What the task asks: Copy out the full set of records. Keep every word the same.

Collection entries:
== Segment start ==

#![forbid(unsafe_code)]

//! Core: connection lifecycle and dispatch machinery for sigwire signals.
//!
//! # Role in sigwire
//! `sigwire-core` is the engine. It owns the connection record state
//! machine, the grouped/ordered connection list, the copy-on-write
//! invocation snapshot, the lazy slot-calling iterator, and the
//! incremental garbage collector. The `sigwire` crate wraps this in the
//! caller-facing `Signal` handle.
//!
//! # Primary responsibilities
//! - **SignalCore**: connect/disconnect/dispatch orchestration under the
//!   clone-on-write snapshot discipline.
//! - **ConnectionRecord / ConnectionHandle**: per-registration state and
//!   its weak caller-facing identity.
//! - **Slot**: the adapted callable with its tracked weak dependencies.
//! - **DispatchIterator**: lazy delivery that skips blocked, disconnected,
//!   and expired registrations.
//! - **Garbage collection**: amortized physical removal of disconnected
//!   records, tuned by `SweepPolicy`.
//!
//! # How it fits in the system
//! Everything here is synchronous and thread-safe: any thread may connect,
//! disconnect, or dispatch concurrently, including from inside a running
//! slot. No lock is ever held across a slot call.

pub mod combiner;
pub mod connection;
pub mod dispatch;
pub mod error;
pub mod gc;
pub mod group;
pub mod list;
pub mod record;
pub mod signal;
pub mod slot;
pub mod snapshot;

pub use combiner::{Combiner, LastValue, OptionalLastValue};
pub use connection::{BlockGuard, ConnectionHandle, ScopedConnection};
pub use error::{ExpiredError, NoSlotsError};
pub use gc::SweepPolicy;
pub use group::{ConnectPosition, GroupKey};
pub use signal::SignalCore;
pub use slot::{ExtendedSlot, Slot, SlotId, SlotResult, Trackable};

== Segment end ==

The answer:
#![forbid(unsafe_code)]

//! Core: connection lifecycle and dispatch machinery for sigwire signals.
//!
//! # Role in sigwire
//! `sigwire-core` is the engine. It owns the connection record state
//! machine, the grouped/ordered connection list, the copy-on-write
//! invocation snapshot, the lazy slot-calling iterator, and the
//! incremental garbage collector. The `sigwire` crate wraps this in the
//! caller-facing `Signal` handle.
//!
//! # Primary responsibilities
//! - **SignalCore**: connect/disconnect/dispatch orchestration under the
//!   clone-on-write snapshot discipline.
//! - **ConnectionRecord / ConnectionHandle**: per-registration state and
//!   its weak caller-facing identity.
//! - **Slot**: the adapted callable with its tracked weak dependencies.
//! - **DispatchIterator**: lazy delivery that skips blocked, disconnected,
//!   and expired registrations.
//! - **Garbage collection**: amortized physical removal of disconnected
//!   records, tuned by `SweepPolicy`.
//!
//! # How it fits in the system
//! Everything here is synchronous and thread-safe: any thread may connect,
//! disconnect, or dispatch concurrently, including from inside a running
//! slot. No lock is ever held across a slot call.

pub mod combiner;
pub mod connection;
pub mod dispatch;
pub mod error;
pub mod gc;
pub mod group;
pub mod list;
pub mod record;
pub mod signal;
pub mod slot;
pub mod snapshot;

pub use combiner::{Combiner, LastValue, OptionalLastValue};
pub use connection::{BlockGuard, ConnectionHandle, ScopedConnection};
pub use error::{ExpiredError, NoSlotsError};
pub use gc::SweepPolicy;
pub use group::{ConnectPosition, GroupKey};
pub use signal::SignalCore;
pub use slot::{ExtendedSlot, Slot, SlotId, SlotResult, Trackable};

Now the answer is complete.